Here is my problem:
- I used Subversion for some time, until I switched to Git. Some more time elapsed.
- There was no import of the history from Subversion to Git. It was a strict checkout, delete of the .svn dirs, then git init. Not a smart move.
- Now, thousands of git commits later, I find a backup of the Subversion repo made at the time the first git commit occurred. Aha!
I would like to roll back the git repo to day 0, properly import the svn repo, then reapply all git changes, thus correcting what was not done the first time.
Has anyone attempted this? How would I go about doing this? It sounds like the mother of all rebases.

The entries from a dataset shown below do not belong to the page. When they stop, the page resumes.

//! Bank lookup service.
//!
//! Read operations return API shapes ready for serialization. The write operations exist for
//! seeding and administration only, they are not exposed over HTTP.

#[cfg(test)]
mod tests;

use dioxus_logger::tracing;
use sea_orm::DatabaseConnection;

use crate::{
    model::{
        api::PageDto,
        bank::{BankDto, BankWithBranchesDto},
    },
    server::{
        data::{bank::BankRepository, branch::BranchRepository},
        error::{lookup::LookupError, Error},
        model::db::BankModel,
        projection,
        service::PageRequest,
    },
};

pub struct BankService<'a> {
    db: &'a DatabaseConnection,
}

impl<'a> BankService<'a> {
    /// Creates a new instance of [`BankService`]
    pub fn new(db: &'a DatabaseConnection) -> Self {
        Self { db }
    }

    /// Lists banks ordered by name.
    ///
    /// # Returns
    /// - `Ok(PageDto<BankDto>)` - The requested page, empty for page 1 when there are no banks
    /// - `Err(Error::LookupError)` - Page 0 or a page past the end was requested
    /// - `Err(Error::DbErr)` - Database operation failed
    pub async fn list_banks(&self, request: PageRequest) -> Result<PageDto<BankDto>, Error> {
        let paged = BankRepository::new(self.db)
            .list(request.index()?, request.size)
            .await?;

        Ok(request.into_page(paged, |bank| projection::bank_dto(&bank))?)
    }

    /// Retrieves a bank by ID.
    ///
    /// # Returns
    /// - `Ok(BankDto)` - The bank with the requested ID
    /// - `Err(Error::LookupError)` - No bank has this ID
    /// - `Err(Error::DbErr)` - Database operation failed
    pub async fn get_bank(&self, bank_id: i64) -> Result<BankDto, Error> {
        let bank = self.find_bank(bank_id).await?;

        Ok(projection::bank_dto(&bank))
    }

    /// Retrieves a bank by ID along with every branch it owns.
    ///
    /// The branches are loaded with a single query for the bank rather than per branch.
    pub async fn get_bank_with_branches(&self, bank_id: i64) -> Result<BankWithBranchesDto, Error> {
        let bank = self.find_bank(bank_id).await?;
        let branches = BranchRepository::new(self.db)
            .get_by_bank_id(bank.id)
            .await?;

        Ok(projection::bank_with_branches(&bank, &branches))
    }

    /// Creates a bank with a database assigned ID.
    ///
    /// # Returns
    /// - `Ok(BankModel)` - The created bank
    /// - `Err(Error::ConstraintViolation)` - The name or code is already taken
    /// - `Err(Error::DbErr)` - Database operation failed
    pub async fn create_bank(&self, name: &str, code: Option<&str>) -> Result<BankModel, Error> {
        BankRepository::new(self.db)
            .create(None, name, code)
            .await
            .map_err(Error::from_write)
    }

    /// Deletes a bank and, through the cascade, all of its branches.
    ///
    /// # Returns
    /// - `Ok(true)` - The bank existed and was deleted
    /// - `Ok(false)` - No bank has this ID
    pub async fn delete_bank(&self, bank_id: i64) -> Result<bool, Error> {
        let result = BankRepository::new(self.db)
            .delete(bank_id)
            .await
            .map_err(Error::from_write)?;

        if result.rows_affected > 0 {
            tracing::info!(bank_id = %bank_id, "Deleted bank and its branches");
        }

        Ok(result.rows_affected > 0)
    }

    async fn find_bank(&self, bank_id: i64) -> Result<BankModel, Error> {
        BankRepository::new(self.db)
            .get(bank_id)
            .await?
            .ok_or_else(|| LookupError::BankNotFound(bank_id).into())
    }
}
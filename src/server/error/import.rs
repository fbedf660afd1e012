use std::path::PathBuf;

use thiserror::Error;

/// Errors raised by the bulk CSV import.
///
/// Only [`ImportError::Open`] and [`ImportError::Header`] abort an import. Row-level variants are
/// logged and the row is skipped so a single bad line does not discard the rest of the file.
#[derive(Error, Debug)]
pub enum ImportError {
    #[error("Failed to open import file {path:?}: {source}")]
    Open {
        path: PathBuf,
        #[source]
        source: csv::Error,
    },
    #[error("Failed to read CSV header: {0}")]
    Header(#[source] csv::Error),
    #[error("Skipping malformed row at line {line}: {source}")]
    MalformedRow {
        line: u64,
        #[source]
        source: csv::Error,
    },
    #[error("Failed to import branch {ifsc} at line {line}: {source}")]
    Row {
        line: u64,
        ifsc: String,
        #[source]
        source: Box<crate::server::error::Error>,
    },
}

Sounds like a job for git grafts. The documentation for this is a bit sketchy, but basically what you want to do is this:
- Get a git-svn copy of of the svn in your repo. Easiest way to do this is to git svn clone in, then fetch the the svn clone in your existing repository
- Figure out which base commit should follow the svn commit. So you probably have a git root somewhere ("Last SVN version") which should follow the last actual SVN version. This is the head of git-svn clone you just fetched
- Create a file .git/info/grafts and put the two sha's on a single line there. The first is the first git commit, then a space, then the last svn commit. This tells git that the git commit is not parentless, but has in fact the last svn commit as parent.
- You can now check with gitk/gitx/whatever that the two repositories are connected
- To make the change permanent, run git filter-branch. You'll probably want to read its manpage first.
You can do step 3 for all your branches too of course. Problem with jpalecek's approach is that the rebase will flatten your history, so if you had any merges, the rebase will lose them. The filter-branch approach keeps your history intact.